Il faut, toutefois, savoir que sur le plan chronologique, la péritonite a maintes façons de s’installer. Il y a la péritonite en un temps, qui fait suite directement à l’appendicite. La péritonite en deux temps avec l’appendicite toujours en premier lieu, s’en suit une période d’accalmie suivie par l’apparition de la péritonite et la péritonite en 3 temps là où il y a appendicite, ensuite l’abcès appendiculaire et enfin la péritonite.

          Une forme particulière, le plastron appendiculaire  mérite tout de même un petit clin d’œil bien qu’elle soit une complication rare. Le plastron est une masse mal limitée colmatée par les organes de voisinages dont le caecum, le grand épiploon, l’intestin grêle mais aussi la paroi abdominale antérieure, l’on parle d’ailleurs de blindage de la paroi ou d’un dédoublement de la paroi. Le tableau clinique se veut très « soft » avec des signes fonctionnels quasi-inexistants.   Sous un traitement bien établi, cette infection circonscrite évoluera vers la régression et l’appendicectomie sera réalisée ultérieurement. Sinon, cette masse, jusque là silencieuse, progressera vers la péritonite appendiculaire via l’abcédation.

Les patients ayant une crise appendiculaire atypique seront systématiquement hospitalisés, placés sous surveillance et bénéficieront, outre de l’apport de l’échographie et de la tomodensitométrie, de l’apport incontestable de la cœlioscopie. Cette technique a l’avantage de voir directement l’appendice, d’identifier l’origine des douleurs, d’établir l’état des lieux de la cavité abdominale et de réaliser un geste thérapeutique, si besoin ».
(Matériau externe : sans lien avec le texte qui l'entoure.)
//! Process-lifetime cache of recipe sets, one per type.
use std::any::TypeId;
use std::fmt;
use std::sync::Arc;
use std::sync::atomic::{AtomicU64, AtomicUsize, Ordering};

use dashmap::DashMap;
use dashmap::mapref::entry::Entry;
use once_cell::sync::Lazy;
use tracing::debug;

use crate::descriptor::TypeDescriptor;
use crate::recipe::Recipe;

static GLOBAL: Lazy<Catalog> = Lazy::new(Catalog::new);

/// Recipe sets keyed by type. Safe to share across threads; a set computed
/// twice in a race is identical, and the first insert wins. A set computed
/// while a registration was landing is discarded and recomputed.
#[derive(Default)]
pub struct Catalog {
    cache: DashMap<TypeId, Arc<[Recipe]>>,
    custom: DashMap<TypeId, Vec<Recipe>>,
    builds: AtomicUsize,
    /// Bumped by every registration, under the cache entry lock.
    revision: AtomicU64,
}

impl Catalog {
    pub fn new() -> Self {
        Self::default()
    }

    /// Instance used by the crate-level entry points.
    pub fn global() -> &'static Catalog {
        &GLOBAL
    }

    /// Candidates for `ty`, highest priority first, declaration order within
    /// a priority.
    pub fn recipes(&self, ty: &TypeDescriptor) -> Arc<[Recipe]> {
        loop {
            if let Some(cached) = self.cache.get(&ty.id()) {
                return cached.clone();
            }
            let seen = self.revision.load(Ordering::Acquire);
            let computed = self.compute(ty);
            if let Some(set) = self.install(ty.id(), seen, computed) {
                return set;
            }
            debug!(ty = ty.name(), "recipe set went stale during computation");
        }
    }

    /// Cache `computed` unless a registration happened since `seen`.
    fn install(&self, id: TypeId, seen: u64, computed: Arc<[Recipe]>) -> Option<Arc<[Recipe]>> {
        match self.cache.entry(id) {
            Entry::Occupied(entry) => Some(entry.get().clone()),
            Entry::Vacant(_) if self.revision.load(Ordering::Acquire) != seen => None,
            Entry::Vacant(entry) => Some(entry.insert(computed).clone()),
        }
    }

    /// Add a recipe for its return type. Custom recipes join the built-in
    /// ones; their default priority puts them first.
    pub fn register(&self, recipe: Recipe) {
        let id = recipe.returns().id();
        debug!(ty = recipe.returns().name(), recipe = recipe.label(), "registered custom recipe");
        self.custom.entry(id).or_default().push(recipe);
        // a lookup installs under this same lock, so it either sees the new
        // revision or has its stale set removed here
        let entry = self.cache.entry(id);
        self.revision.fetch_add(1, Ordering::AcqRel);
        if let Entry::Occupied(entry) = entry {
            entry.remove();
        }
    }

    /// Drop the cached set for `ty`; the next lookup recomputes it.
    pub fn evict(&self, ty: &TypeDescriptor) -> bool {
        self.cache.remove(&ty.id()).is_some()
    }

    pub fn is_cached(&self, ty: &TypeDescriptor) -> bool {
        self.cache.contains_key(&ty.id())
    }

    /// How many recipe sets have been computed so far, races included.
    pub fn build_count(&self) -> usize {
        self.builds.load(Ordering::Relaxed)
    }

    fn compute(&self, ty: &TypeDescriptor) -> Arc<[Recipe]> {
        let mut recipes = self
            .custom
            .get(&ty.id())
            .map(|custom| custom.clone())
            .unwrap_or_default();
        recipes.extend(ty.build_recipes());
        recipes.sort_by_key(|recipe| std::cmp::Reverse(recipe.priority()));
        self.builds.fetch_add(1, Ordering::Relaxed);
        debug!(ty = ty.name(), count = recipes.len(), "computed recipe set");
        recipes.into()
    }
}

impl fmt::Debug for Catalog {
    fn fmt(&self, f: &mut fmt::Formatter<'_>) -> fmt::Result {
        f.debug_struct("Catalog")
            .field("cached", &self.cache.len())
            .field("custom", &self.custom.len())
            .field("builds", &self.build_count())
            .finish()
    }
}

#[cfg(test)]
mod tests {
    use super::*;
    use crate::descriptor::Mapped;
    use crate::element::Element;
    use rayon::prelude::*;

    #[test]
    fn recipe_sets_are_computed_once() {
        let catalog = Catalog::new();
        let ty = <Vec<u32>>::descriptor();
        let first = catalog.recipes(&ty);
        let second = catalog.recipes(&ty);
        assert!(Arc::ptr_eq(&first, &second));
        assert_eq!(catalog.build_count(), 1);
    }

    #[test]
    fn concurrent_lookups_share_one_set() {
        let catalog = Catalog::new();
        let ty = <Option<String>>::descriptor();
        let sets = (0..64).into_par_iter().map(|_| catalog.recipes(&ty)).collect::<Vec<_>>();
        let kept = catalog.recipes(&ty);
        assert!(sets.iter().all(|set| set.len() == kept.len()));
        assert!(catalog.build_count() >= 1);
        let settled = catalog.build_count();
        catalog.recipes(&ty);
        assert_eq!(catalog.build_count(), settled);
    }

    #[test]
    fn registering_evicts_and_sorts_first() {
        let catalog = Catalog::new();
        let ty = u8::descriptor();
        assert_eq!(catalog.recipes(&ty).len(), 1);
        catalog.register(
            Recipe::custom::<u8>("from string")
                .leaf(Element::is_string, |e| Ok(e.as_str().unwrap_or_default().parse()?), |v| Ok(Element::from(v.to_string()))),
        );
        assert!(!catalog.is_cached(&ty));
        let set = catalog.recipes(&ty);
        assert_eq!(set.len(), 2);
        assert_eq!(set[0].label(), "from string");
        assert_eq!(catalog.build_count(), 2);
        assert!(catalog.evict(&ty));
        assert!(!catalog.evict(&ty));
    }

    #[test]
    fn set_computed_before_a_registration_is_not_cached() {
        let catalog = Catalog::new();
        let ty = u16::descriptor();
        let seen = catalog.revision.load(Ordering::Acquire);
        let stale = catalog.compute(&ty);
        catalog.register(
            Recipe::custom::<u16>("from string")
                .leaf(Element::is_string, |e| Ok(e.as_str().unwrap_or_default().parse()?), |v| Ok(Element::from(v.to_string()))),
        );
        assert!(catalog.install(ty.id(), seen, stale).is_none());
        assert!(!catalog.is_cached(&ty));
        assert_eq!(catalog.recipes(&ty)[0].label(), "from string");
    }

    #[test]
    fn registrations_racing_lookups_are_never_lost() {
        let catalog = Catalog::new();
        let ty = i16::descriptor();
        (0..64).into_par_iter().for_each(|i| {
            if i == 32 {
                catalog.register(
                    Recipe::custom::<i16>("from string")
                        .leaf(Element::is_string, |e| Ok(e.as_str().unwrap_or_default().parse()?), |v| Ok(Element::from(v.to_string()))),
                );
            } else {
                catalog.recipes(&ty);
            }
        });
        assert_eq!(catalog.recipes(&ty)[0].label(), "from string");
    }
}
Quels sont les diagnostics différentiels à évoquer devant une appendicite ?

« Chez la femme jeune, on ne peut omettre d’évoquer la salpingite et la grossesse extra-utérine. Il y a aussi la lithiase urétérale, en quel cas, c’est l’échographie qui tranchera. Chez le sujet âgé, on rappellera, bien entendu, l’origine néoplasique. Il y a aussi le diverticule de Meckel, ce dernier étant un vestige embryonnaire qui disparaît à la naissance mais qui peut persister chez 2% de la population.  Situé à 40cm de l’implantation du grêle dans le caecum, l’inflammation de ce diverticule rappelle en tous points l’appendicite ».

Les conseils du chirurgien…

« On ne cessera de rappeler qu’en cas de douleurs de la FID, c’est une appendicite jusqu’à preuve du contraire. En cas de diagnostic évident, il faut opérer. Dans le cas contraire, le patient devra être hospitalisé en milieu chirurgical sous étroite surveillance et les examens nécessaires réalisés pour confirmer ou infirmer le diagnostic. Sachez que plus la forme est compliquée, plus l’intervention est urgente.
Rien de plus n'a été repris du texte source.